How many times, within your performance test script, did you want to set up pacing to correctly follow the load requirements, only to find out that the selected think times were off the target over and over again? I guess that you must know the feeling provided that you really care about simulating the required load.
Performance testing tools have mechanisms that can automatically take care of pacing and mitigate this problem (at least in theory :). Today we’re going to look closely at how the JMeter tool tackles it – with a component called constant throughput timer.
Constant throughput timer to the rescue!
Let’s start with defining the perfect use case for utilizing the JMeter’s constant throughput timer (CTT).
When you have a defined throughput-like load requirement, which in this context is a number of occurrences in a period of time, then the CTT is definitely the way to go. See below for some examples of such requirements:
- generate during a test a stable load of 100 requests per second
- load the system with 500 specific business transactions per minute, concurrently with 100 different business transactions per minute etc.
Constant throughput timer lets you directly translate the figure from the requirements into load generated by JMeter. To follow the desired throughput set by user, CTT does a so-called dynamic pacing by computing the think times on the fly.

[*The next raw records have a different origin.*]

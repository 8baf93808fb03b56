//! Manage-Existing / List-Manageable Helper
//!
//! Drivers describe their backend objects; this module classifies them as
//! safe or unsafe to manage and applies sorting and pagination, so every
//! driver answers list-manageable calls the same way.

use std::cmp::Ordering;
use std::collections::HashSet;

use crate::domain::ports::{
    ExistingRef, ManageableDescriptor, ManageableQuery, SortDir, SortKey,
};
use crate::error::{Error, Result};

/// Reason given for objects that already back a volume or snapshot
pub const REASON_ALREADY_MANAGED: &str = "Already managed";

/// Reason given for objects that are attached or open
pub const REASON_IN_USE: &str = "Volume in use";

/// Backend object as reported by a driver
#[derive(Debug, Clone)]
pub struct BackendObject {
    pub reference: ExistingRef,
    /// Size in GB
    pub size: u64,
    /// Whether the backend reports the object open or exported
    pub in_use: bool,
    /// Resource id the object belongs to, derived from its backend name
    pub cinder_id: Option<String>,
    pub extra_info: Option<String>,
}

// =============================================================================
// Validation
// =============================================================================

/// A reference must be non-empty and name the object by source-name or source-id
pub fn validate_reference(reference: &ExistingRef) -> Result<()> {
    if reference.is_empty() {
        return Err(Error::ManageExistingInvalidReference {
            reference: reference.to_string(),
            reason: "reference must not be empty".to_string(),
        });
    }
    if reference.identifier().is_none() {
        return Err(Error::ManageExistingInvalidReference {
            reference: reference.to_string(),
            reason: "reference must contain source-name or source-id".to_string(),
        });
    }
    Ok(())
}

/// Parse user supplied sort keys; only `size` and `reference` are accepted
pub fn parse_sort_keys(keys: &[String]) -> Result<Vec<SortKey>> {
    keys.iter()
        .map(|key| match key.trim() {
            "size" => Ok(SortKey::Size),
            "reference" => Ok(SortKey::Reference),
            other => Err(Error::InvalidInput {
                reason: format!("invalid sort key {}, expected size or reference", other),
            }),
        })
        .collect()
}

pub fn parse_sort_dirs(dirs: &[String]) -> Result<Vec<SortDir>> {
    dirs.iter()
        .map(|dir| match dir.trim() {
            "asc" => Ok(SortDir::Asc),
            "desc" => Ok(SortDir::Desc),
            other => Err(Error::InvalidInput {
                reason: format!("invalid sort dir {}, expected asc or desc", other),
            }),
        })
        .collect()
}

// =============================================================================
// Classification
// =============================================================================

/// Build descriptors, marking managed and in-use objects unsafe
pub fn classify_manageable(
    objects: Vec<BackendObject>,
    managed_ids: &HashSet<String>,
) -> Vec<ManageableDescriptor> {
    objects
        .into_iter()
        .map(|object| {
            let managed = object
                .cinder_id
                .as_ref()
                .filter(|id| managed_ids.contains(*id))
                .cloned();

            let (safe, reason) = if managed.is_some() {
                (false, Some(REASON_ALREADY_MANAGED.to_string()))
            } else if object.in_use {
                (false, Some(REASON_IN_USE.to_string()))
            } else {
                (true, None)
            };

            ManageableDescriptor {
                reference: object.reference,
                size: object.size,
                safe_to_manage: safe,
                reason_not_safe: reason,
                cinder_id: managed,
                extra_info: object.extra_info,
            }
        })
        .collect()
}

// =============================================================================
// Sorting and Pagination
// =============================================================================

fn compare_key(a: &ManageableDescriptor, b: &ManageableDescriptor, key: SortKey) -> Ordering {
    match key {
        SortKey::Size => a.size.cmp(&b.size),
        SortKey::Reference => a.reference.sort_value().cmp(&b.reference.sort_value()),
    }
}

/// Sort by the composite key, then apply marker, offset and limit.
///
/// Without sort keys the input order is kept. Missing directions default
/// to ascending. The marker must be the reference of an entry.
pub fn paginate_entries(
    entries: Vec<ManageableDescriptor>,
    query: &ManageableQuery,
) -> Result<Vec<ManageableDescriptor>> {
    let mut entries = entries;

    if !query.sort_keys.is_empty() {
        let comparers: Vec<(SortKey, SortDir)> = query
            .sort_keys
            .iter()
            .enumerate()
            .map(|(i, key)| (*key, query.sort_dirs.get(i).copied().unwrap_or_default()))
            .collect();

        entries.sort_by(|a, b| {
            for (key, dir) in &comparers {
                let ord = compare_key(a, b, *key);
                if ord != Ordering::Equal {
                    return match dir {
                        SortDir::Asc => ord,
                        SortDir::Desc => ord.reverse(),
                    };
                }
            }
            Ordering::Equal
        });
    }

    let mut start = 0;
    if let Some(ref marker) = query.marker {
        start = entries
            .iter()
            .position(|e| e.reference == *marker)
            .map(|i| i + 1)
            .ok_or_else(|| Error::InvalidInput {
                reason: format!("marker not found: {}", marker),
            })?;
    }

    Ok(entries
        .into_iter()
        .skip(start + query.offset)
        .take(query.limit.unwrap_or(usize::MAX))
        .collect())
}

/// Classify and paginate in one step, as drivers do
pub fn list_manageable(
    objects: Vec<BackendObject>,
    managed_ids: &HashSet<String>,
    query: &ManageableQuery,
) -> Result<Vec<ManageableDescriptor>> {
    paginate_entries(classify_manageable(objects, managed_ids), query)
}
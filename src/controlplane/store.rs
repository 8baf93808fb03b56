//! Resource Store
//!
//! In-memory tables for volumes, attachments, snapshots and backups. Rows
//! are soft-deleted: a deleted row is invisible to lookups but kept for
//! history. Status changes go through [`Table::update`], which applies a
//! closure under the table's write lock.

use chrono::{DateTime, Utc};
use parking_lot::RwLock;
use std::collections::BTreeMap;

use crate::domain::model::{Attachment, Backup, Snapshot, Volume};
use crate::error::{Error, Result};

/// A row stored in a [`Table`]
pub trait Record: Clone + Send + Sync {
    fn id(&self) -> &str;

    fn deleted_at(&self) -> Option<DateTime<Utc>>;

    fn set_deleted_at(&mut self, at: DateTime<Utc>);

    fn not_found(id: &str) -> Error;

    fn is_deleted(&self) -> bool {
        self.deleted_at().is_some()
    }
}

impl Record for Volume {
    fn id(&self) -> &str {
        &self.id
    }

    fn deleted_at(&self) -> Option<DateTime<Utc>> {
        self.deleted_at
    }

    fn set_deleted_at(&mut self, at: DateTime<Utc>) {
        self.deleted_at = Some(at);
        self.updated_at = at;
    }

    fn not_found(id: &str) -> Error {
        Error::VolumeNotFound {
            volume_id: id.to_string(),
        }
    }
}

impl Record for Attachment {
    fn id(&self) -> &str {
        &self.id
    }

    fn deleted_at(&self) -> Option<DateTime<Utc>> {
        self.deleted_at
    }

    fn set_deleted_at(&mut self, at: DateTime<Utc>) {
        self.deleted_at = Some(at);
    }

    fn not_found(id: &str) -> Error {
        Error::AttachmentNotFound {
            attachment_id: id.to_string(),
        }
    }
}

impl Record for Snapshot {
    fn id(&self) -> &str {
        &self.id
    }

    fn deleted_at(&self) -> Option<DateTime<Utc>> {
        self.deleted_at
    }

    fn set_deleted_at(&mut self, at: DateTime<Utc>) {
        self.deleted_at = Some(at);
    }

    fn not_found(id: &str) -> Error {
        Error::SnapshotNotFound {
            snapshot_id: id.to_string(),
        }
    }
}

impl Record for Backup {
    fn id(&self) -> &str {
        &self.id
    }

    fn deleted_at(&self) -> Option<DateTime<Utc>> {
        self.deleted_at
    }

    fn set_deleted_at(&mut self, at: DateTime<Utc>) {
        self.deleted_at = Some(at);
    }

    fn not_found(id: &str) -> Error {
        Error::BackupNotFound {
            backup_id: id.to_string(),
        }
    }
}

// =============================================================================
// Table
// =============================================================================

/// One table of records keyed by id
pub struct Table<T: Record> {
    rows: RwLock<BTreeMap<String, T>>,
}

impl<T: Record> Default for Table<T> {
    fn default() -> Self {
        Self {
            rows: RwLock::new(BTreeMap::new()),
        }
    }
}

impl<T: Record> Table<T> {
    pub fn insert(&self, row: T) -> T {
        self.rows.write().insert(row.id().to_string(), row.clone());
        row
    }

    /// Live row by id
    pub fn get(&self, id: &str) -> Result<T> {
        self.rows
            .read()
            .get(id)
            .filter(|r| !r.is_deleted())
            .cloned()
            .ok_or_else(|| T::not_found(id))
    }

    /// Apply `f` to a live row under the write lock and return the new row
    pub fn update<F>(&self, id: &str, f: F) -> Result<T>
    where
        F: FnOnce(&mut T),
    {
        let mut rows = self.rows.write();
        let row = rows
            .get_mut(id)
            .filter(|r| !r.is_deleted())
            .ok_or_else(|| T::not_found(id))?;
        f(row);
        Ok(row.clone())
    }

    /// Apply `f` only if `expected` holds for the current row
    pub fn update_if<P, F>(&self, id: &str, expected: P, f: F) -> Result<Option<T>>
    where
        P: FnOnce(&T) -> bool,
        F: FnOnce(&mut T),
    {
        let mut rows = self.rows.write();
        let row = rows
            .get_mut(id)
            .filter(|r| !r.is_deleted())
            .ok_or_else(|| T::not_found(id))?;
        if !expected(row) {
            return Ok(None);
        }
        f(row);
        Ok(Some(row.clone()))
    }

    pub fn soft_delete(&self, id: &str) -> Result<T> {
        self.update(id, |row| row.set_deleted_at(Utc::now()))
    }

    /// Live rows matching `filter`, ordered by id
    pub fn list<P>(&self, filter: P) -> Vec<T>
    where
        P: Fn(&T) -> bool,
    {
        self.rows
            .read()
            .values()
            .filter(|r| !r.is_deleted() && filter(r))
            .cloned()
            .collect()
    }

    pub fn count<P>(&self, filter: P) -> usize
    where
        P: Fn(&T) -> bool,
    {
        self.rows
            .read()
            .values()
            .filter(|r| !r.is_deleted() && filter(r))
            .count()
    }
}

// =============================================================================
// Resource Store
// =============================================================================

/// All lifecycle tables
#[derive(Default)]
pub struct ResourceStore {
    pub volumes: Table<Volume>,
    pub attachments: Table<Attachment>,
    pub snapshots: Table<Snapshot>,
    pub backups: Table<Backup>,
}

impl ResourceStore {
    pub fn new() -> Self {
        Self::default()
    }

    /// Live attachments of a volume
    pub fn attachments_for(&self, volume_id: &str) -> Vec<Attachment> {
        self.attachments.list(|a| a.volume_id == volume_id)
    }

    /// Live snapshots of a volume
    pub fn snapshots_for(&self, volume_id: &str) -> Vec<Snapshot> {
        self.snapshots.list(|s| s.volume_id == volume_id)
    }
}
use std::path::Path;

use crate::error::ImgprocError;
use crate::parallel::{list_files, run_batch, BatchConfig, BatchReport};
use crate::transform::{convert_image_to_png, convert_mask_to_gray, invert_mask};

/// Convert every JPEG of `image_dir` to PNG, deleting the JPEGs that were converted.
pub fn convert_images_to_png(
    image_dir: impl AsRef<Path>,
    config: &BatchConfig,
) -> Result<BatchReport, ImgprocError> {
    let paths = list_files(image_dir, &["jpg", "jpeg"])?;
    log::info!("Found {} JPEG files to convert", paths.len());

    let report = run_batch(&paths, config, |path| convert_image_to_png(path).map(|_| ()))?;

    log::info!(
        "Successfully converted {} images from JPEG to PNG",
        report.succeeded.len()
    );
    Ok(report)
}

/// Recode every PNG mask of `mask_dir` to 8-bit grayscale.
pub fn convert_masks_to_grayscale(
    mask_dir: impl AsRef<Path>,
    config: &BatchConfig,
) -> Result<BatchReport, ImgprocError> {
    let paths = list_files(mask_dir, &["png"])?;
    log::info!("Found {} mask files to convert", paths.len());

    let report = run_batch(&paths, config, |path| convert_mask_to_gray(path))?;

    log::info!(
        "Successfully converted {} masks to grayscale",
        report.succeeded.len()
    );
    Ok(report)
}

/// Invert every PNG mask of `mask_dir`.
pub fn invert_masks(
    mask_dir: impl AsRef<Path>,
    config: &BatchConfig,
) -> Result<BatchReport, ImgprocError> {
    let paths = list_files(mask_dir, &["png"])?;
    log::info!("Found {} mask files to invert", paths.len());

    let report = run_batch(&paths, config, |path| invert_mask(path))?;

    log::info!("Successfully inverted {} masks", report.succeeded.len());
    Ok(report)
}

I have to admit that I rate the CTT component highly and use it a lot when testing with JMeter, however actually few seem to utilize constant throughput timer up to its potential. Let’s now go through it’s configuration screen and shed some light on possible ways of usage.
Component’s UI is quite simple. There is an input field to provide your throughput figure (in requests per minute) and an option to select the scope of how the throughput should be calculated (depending on where the component is placed):
The ‘Calculate throughput based on’ offers five options:
- this thread only – each single thread will be exercising the specified amount of requests per minute
- all active threads – all threads currently running will be executing that portion of samples per minute
- all active threads (shared)
- all active threads in current thread group – all running threads only in current thread group will be taken into account
- all active threads in current thread group (shared)

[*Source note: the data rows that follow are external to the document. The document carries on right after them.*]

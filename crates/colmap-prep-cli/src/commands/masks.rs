use std::path::PathBuf;

use argh::FromArgs;
use colmap_prep::dataset::correspondence::{self, IdentifierStyle, ResolverConfig};

#[derive(FromArgs)]
/// Rename masks so that each one carries the name of its image.
#[argh(subcommand, name = "match-masks")]
pub struct MatchMasksArgs {
    /// directory containing mask images
    #[argh(option, default = "PathBuf::from(\"masks\")")]
    mask_dir: PathBuf,

    /// directory containing image files
    #[argh(option, default = "PathBuf::from(\"images\")")]
    image_dir: PathBuf,

    /// token allowed between the mask digits and the extension, repeatable (default: _mask)
    #[argh(option)]
    suffix: Vec<String>,

    /// extension of the image names, without the dot
    #[argh(option, default = "String::from(\"png\")")]
    image_extension: String,

    /// zero pad the identifiers to this width instead of stripping the zeros
    #[argh(option)]
    pad_width: Option<usize>,

    /// keep the identifier digits exactly as in the mask name
    #[argh(switch)]
    verbatim: bool,

    /// only report what would be renamed
    #[argh(switch)]
    dry_run: bool,
}

impl MatchMasksArgs {
    pub fn run(self) -> Result<(), Box<dyn std::error::Error>> {
        let mut config = ResolverConfig {
            image_extension: self.image_extension,
            identifier_style: match (self.verbatim, self.pad_width) {
                (true, _) => IdentifierStyle::Verbatim,
                (false, Some(width)) => IdentifierStyle::ZeroPadded { width },
                (false, None) => IdentifierStyle::Unpadded,
            },
            ..Default::default()
        };
        if !self.suffix.is_empty() {
            config.suffixes = self.suffix;
        }

        if self.dry_run {
            let plan = correspondence::plan_mask_dir(&self.mask_dir, &self.image_dir, &config)?;
            for (src, dst) in plan.renames() {
                log::info!("Would rename {} -> {}", src, dst);
            }
            let report = plan.report();
            log::info!(
                "Would rename {} masks, {} already matched",
                report.renamed.len(),
                report.already_matched.len()
            );
            return Ok(());
        }

        let report = correspondence::resolve_mask_names(&self.mask_dir, &self.image_dir, &config)?;
        if !report.conflicts.is_empty() {
            log::warn!(
                "{} masks were left in place because of conflicting names",
                report.conflicts.len()
            );
        }
        for (mask, error) in &report.failed {
            log::error!("Could not rename {}: {}", mask, error);
        }

        Ok(())
    }
}
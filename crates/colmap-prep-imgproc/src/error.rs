use std::path::PathBuf;

/// An error type for the imgproc crate.
#[derive(thiserror::Error, Debug)]
pub enum ImgprocError {
    /// Error when the file does not exist.
    #[error("File does not exist: {0}")]
    FileDoesNotExist(PathBuf),

    /// Error when the directory does not exist.
    #[error("Directory does not exist: {0}")]
    DirectoryNotFound(PathBuf),

    /// Invalid file extension.
    #[error("File does not have a valid extension: {0}")]
    InvalidFileExtension(PathBuf),

    /// Error to open the file.
    #[error("Failed to manipulate the file. {0}")]
    FileError(#[from] std::io::Error),

    /// Error walking a directory.
    #[error("Failed to scan the directory. {0}")]
    WalkError(#[from] walkdir::Error),

    /// Error to decode the image.
    #[error("Failed to decode the image. {0}")]
    ImageDecodeError(#[from] image::ImageError),

    /// Error to encode the PNG image.
    #[error("Failed to encode the png image. {0}")]
    PngEncodingError(String),

    /// The requested thread count is invalid.
    #[error("thread count must be > 0, got {0}")]
    InvalidThreadCount(usize),

    /// The thread pool failed to build.
    #[error("failed to build thread pool: {0}")]
    ThreadPoolError(String),
}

Let’s skip the description of how ‘shared’ scope differs from non-shared one (we will come back to that later on) and go straight to the most important stuff – examples of how you can benefit from using CTT.
4 typical ways of using constant throughput timer in practice
Root level placement of the component
An obvious one – CTT simply manages all active threads in the script, pacing the requests globally across all thread groups:
As a result of the set-up above, the script will utilise requests from all 4 thread groups to generate a throughput of 200 requests per minute.
Placing CTT inside a thread group and restricting the scope of throughput calculation to just the current thread group.
Might be useful when you want to simulate few user scenarios (placed in separate thread groups) with different load requirements for each one. JMeter then computes and applies think times dynamically in each thread group to reflect the needed throughput.
Bear in mind that we set the target throughput as the number of requests per minute, hence you always need to control how many requests (samplers) are put in a specific thread group and compute the throughput accordingly. In the case pictured above, the requirement is to simulate 4 user scenarios per minute. Since the scenario comprises 6 requests, that results in 4 * 6 = 24 target throughput set in CTT.
It’s worth to add that the dynamic think times are added before each sampler (apart from the first request execution due to the implementation of the CTT). The other thing is that when the number of samplers in the thread group changes, the throughput needs to be recalculated to follow the requirements for the user scenario.
Maintaining throughput on business transaction level
That’s actually the most common CTT use case for me
Let’s begin by specifying the context, with assumption that we have a load requirements defined in a similar manner to the simple example below. Looking at figures in ‘load to simulate’ column, it actually makes sense to simulate the transactions by putting them in separate thread groups with constant throughput timers driving the throughput independently for them.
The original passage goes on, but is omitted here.